Problem to solve: Up to and including the line with "use crate::options::ApiOptions;", return every line from the start of the entries below exactly.

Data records
---+---

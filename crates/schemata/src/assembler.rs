//! Operation assembly: route table + schema registry -> OpenAPI document

use std::collections::BTreeMap;

use schemata_core::route::{
    HttpMethod, MediaType, Operation, Parameter, ParameterLocation, RequestBody, Response,
};
use schemata_core::schema::{Components, SecurityScheme};
use schemata_core::{OpenApi, Schema, SchemaRef};
use tracing::debug;

use crate::adapter::RouteAdapter;
use crate::descriptor::Identity;
use crate::error::Result;
use crate::metadata::MetadataProvider;
use crate::options::ApiOptions;
use crate::registry::SchemaRegistry;
use crate::route::{PathParam, QueryParam, RouteEntry, RouteTable};
use crate::validate::{DocumentValidator, StructuralValidator};

/// An API under construction: routes, security schemes and the registry
/// that compiles their shapes.
pub struct Api {
    options: ApiOptions,
    routes: RouteTable,
    registry: SchemaRegistry,
    security_schemes: BTreeMap<String, SecurityScheme>,
    validator: Box<dyn DocumentValidator>,
}

impl Api {
    /// New API validated with [`StructuralValidator`]
    #[must_use]
    pub fn new(options: ApiOptions) -> Self {
        Self {
            registry: SchemaRegistry::new(&options),
            options,
            routes: RouteTable::new(),
            security_schemes: BTreeMap::new(),
            validator: Box::new(StructuralValidator),
        }
    }

    #[must_use]
    pub fn with_metadata(mut self, provider: impl MetadataProvider + 'static) -> Self {
        self.registry = self.registry.with_metadata(provider);
        self
    }

    #[must_use]
    pub fn with_validator(mut self, validator: impl DocumentValidator + 'static) -> Self {
        self.validator = Box::new(validator);
        self
    }

    /// Add or merge a route; see [`RouteTable::route`].
    ///
    /// # Errors
    ///
    /// `InvalidRoute` when the pattern cannot be parsed.
    pub fn route(&mut self, method: HttpMethod, pattern: &str, entry: RouteEntry) -> Result<&mut RouteEntry> {
        self.routes.route(method, pattern, entry)
    }

    /// # Errors
    ///
    /// See [`RouteTable::merge_adapter`].
    pub fn merge_adapter(&mut self, adapter: &impl RouteAdapter) -> Result<usize> {
        self.routes.merge_adapter(adapter)
    }

    #[must_use]
    pub const fn routes(&self) -> &RouteTable {
        &self.routes
    }

    #[must_use]
    pub const fn registry(&self) -> &SchemaRegistry {
        &self.registry
    }

    pub fn security_scheme(&mut self, name: impl Into<String>, scheme: SecurityScheme) {
        self.security_schemes.insert(name.into(), scheme);
    }

    pub fn register_hook(&mut self, identity: Identity, hook: impl Fn(&mut Schema) + 'static) {
        self.registry.register_hook(identity, hook);
    }

    pub fn register_global_hook(&mut self, hook: impl Fn(&Identity, &mut Schema) + 'static) {
        self.registry.register_global_hook(hook);
    }

    /// Compile every route and assemble the validated document.
    ///
    /// The pass is atomic: on any error no schema from this call stays
    /// registered and no document is returned.
    ///
    /// # Errors
    ///
    /// Any compilation error, or `ValidationFailed` from the validator.
    pub fn spec(&mut self) -> Result<OpenApi> {
        let Self {
            options,
            routes,
            registry,
            security_schemes,
            validator,
        } = self;

        registry.atomically(|registry| {
            let mut document = OpenApi::new(options.title.clone(), options.version.clone());
            document.openapi = options.openapi;
            document.info.description.clone_from(&options.description);
            if !options.servers.is_empty() {
                document.servers = Some(options.servers.clone());
            }

            for (path, method, entry) in routes.iter() {
                let operation = assemble_operation(registry, entry)?;
                document
                    .paths
                    .entry(path.to_string())
                    .or_default()
                    .set_operation(method, operation);
            }

            registry.resolve_forward_references()?;
            let schemas = registry.schemas();
            if !schemas.is_empty() || !security_schemes.is_empty() {
                document.components = Some(Components {
                    schemas: (!schemas.is_empty()).then_some(schemas),
                    security_schemes: (!security_schemes.is_empty())
                        .then(|| security_schemes.clone()),
                });
            }

            validator.validate(&document)?;
            debug!(
                paths = document.paths.len(),
                schemas = document.schema_count(),
                "assembled document"
            );
            Ok(document)
        })
    }
}

fn assemble_operation(registry: &mut SchemaRegistry, entry: &RouteEntry) -> Result<Operation> {
    let mut parameters: Vec<Parameter> = entry
        .params
        .path
        .iter()
        .map(|(name, param)| path_parameter(name, param))
        .collect();
    parameters.extend(
        entry
            .params
            .query
            .iter()
            .map(|(name, param)| query_parameter(name, param)),
    );

    let request_body = match &entry.request {
        Some(shape) => Some(RequestBody {
            description: None,
            required: None,
            content: MediaType::json_content(registry.compile(shape)?),
        }),
        None => None,
    };

    let mut responses = BTreeMap::new();
    for (status, shape) in &entry.responses {
        responses.insert(
            status.to_string(),
            Response {
                description: String::new(),
                content: Some(MediaType::json_content(registry.compile(shape)?)),
            },
        );
    }

    Ok(Operation {
        operation_id: entry.operation_id.clone(),
        tags: (!entry.tags.is_empty()).then(|| entry.tags.clone()),
        summary: None,
        description: entry.description.clone(),
        parameters: (!parameters.is_empty()).then_some(parameters),
        request_body,
        responses,
        security: (!entry.security.is_empty()).then(|| entry.security.clone()),
    })
}

fn path_parameter(name: &str, param: &PathParam) -> Parameter {
    Parameter {
        name: name.to_string(),
        r#in: ParameterLocation::Path,
        description: param.description.clone(),
        required: Some(true),
        allow_empty_value: None,
        schema: Some(SchemaRef::inline(Schema {
            pattern: param.regexp.clone(),
            ..Schema::string()
        })),
        example: param.example.clone(),
    }
}

fn query_parameter(name: &str, param: &QueryParam) -> Parameter {
    Parameter {
        name: name.to_string(),
        r#in: ParameterLocation::Query,
        description: param.description.clone(),
        required: Some(param.required),
        allow_empty_value: param.allow_empty.then_some(true),
        schema: Some(SchemaRef::inline(Schema {
            pattern: param.regexp.clone(),
            ..param.kind.schema()
        })),
        example: param.example.clone(),
    }
}

#[cfg(test)]
mod tests {
    use super::*;
    use crate::descriptor::{Field, PrimitiveKind, TypeDescriptor};
    use crate::error::CompileError;
    use crate::validate::AcceptAll;
    use schemata_core::SchemaType;

    fn user() -> TypeDescriptor {
        TypeDescriptor::record(
            Identity::new("", "User"),
            vec![
                Field::new("id", TypeDescriptor::integer()),
                Field::new("name", TypeDescriptor::string()),
            ],
        )
    }

    #[test]
    fn parameters_are_sorted_path_first() {
        let mut api = Api::new(ApiOptions::default());
        api.route(
            HttpMethod::Get,
            "/orgs/{org}/users/{id}",
            RouteEntry::new()
                .query_param("sort", QueryParam::default())
                .query_param("limit", QueryParam::default().kind(PrimitiveKind::Integer).required())
                .response(200, user()),
        )
        .unwrap();

        let doc = api.spec().unwrap();
        let op = doc.paths["/orgs/{org}/users/{id}"].get.as_ref().unwrap();
        let names: Vec<_> = op
            .parameters
            .as_ref()
            .unwrap()
            .iter()
            .map(|p| (p.name.as_str(), p.r#in))
            .collect();
        assert_eq!(
            names,
            vec![
                ("id", ParameterLocation::Path),
                ("org", ParameterLocation::Path),
                ("limit", ParameterLocation::Query),
                ("sort", ParameterLocation::Query),
            ]
        );
        let limit = &op.parameters.as_ref().unwrap()[2];
        assert_eq!(limit.required, Some(true));
        assert_eq!(
            limit.schema.as_ref().and_then(SchemaRef::as_inline).and_then(|s| s.schema_type),
            Some(SchemaType::Integer)
        );
    }

    #[test]
    fn query_parameter_flags_and_pattern() {
        let param = query_parameter(
            "q",
            &QueryParam::described("Search")
                .allow_empty()
                .regexp("^[a-z]+$")
                .example(serde_json::json!("abc")),
        );
        assert_eq!(param.required, Some(false));
        assert_eq!(param.allow_empty_value, Some(true));
        assert_eq!(
            param.schema.as_ref().and_then(SchemaRef::as_inline).and_then(|s| s.pattern.as_deref()),
            Some("^[a-z]+$")
        );
        assert_eq!(param.example, Some(serde_json::json!("abc")));
    }

    #[test]
    fn bodies_are_json_with_empty_response_descriptions() {
        let mut api = Api::new(ApiOptions::default());
        api.route(
            HttpMethod::Post,
            "/users",
            RouteEntry::new().request(user()).response(201, user()),
        )
        .unwrap();

        let doc = api.spec().unwrap();
        let op = doc.paths["/users"].post.as_ref().unwrap();
        let request = &op.request_body.as_ref().unwrap().content["application/json"];
        assert_eq!(
            request.schema.as_ref().and_then(SchemaRef::component_name),
            Some("User")
        );
        assert_eq!(op.responses["201"].description, "");
        assert_eq!(doc.schema_count(), 1);
    }

    #[test]
    fn validation_failures_roll_back_the_pass() {
        let mut api = Api::new(ApiOptions::default());
        api.route(
            HttpMethod::Get,
            "/users",
            RouteEntry::new().response(200, user()).security("oauth", &["read"]),
        )
        .unwrap();

        let err = api.spec().unwrap_err();
        assert!(matches!(err, CompileError::ValidationFailed(_)));
        assert!(api.registry().is_empty());
    }

    #[test]
    fn custom_validator_replaces_structural_checks() {
        let mut api = Api::new(ApiOptions::default()).with_validator(AcceptAll);
        api.route(HttpMethod::Get, "/nothing", RouteEntry::new()).unwrap();
        let doc = api.spec().unwrap();
        assert!(doc.paths["/nothing"].get.as_ref().unwrap().responses.is_empty());
        assert!(doc.components.is_none());
    }
}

---+---

Solution to this problem:
filename crates/schemata/src/assembler.rs
//! Operation assembly: route table + schema registry -> OpenAPI document

use std::collections::BTreeMap;

use schemata_core::route::{
    HttpMethod, MediaType, Operation, Parameter, ParameterLocation, RequestBody, Response,
};
use schemata_core::schema::{Components, SecurityScheme};
use schemata_core::{OpenApi, Schema, SchemaRef};
use tracing::debug;

use crate::adapter::RouteAdapter;
use crate::descriptor::Identity;
use crate::error::Result;
use crate::metadata::MetadataProvider;
use crate::options::ApiOptions;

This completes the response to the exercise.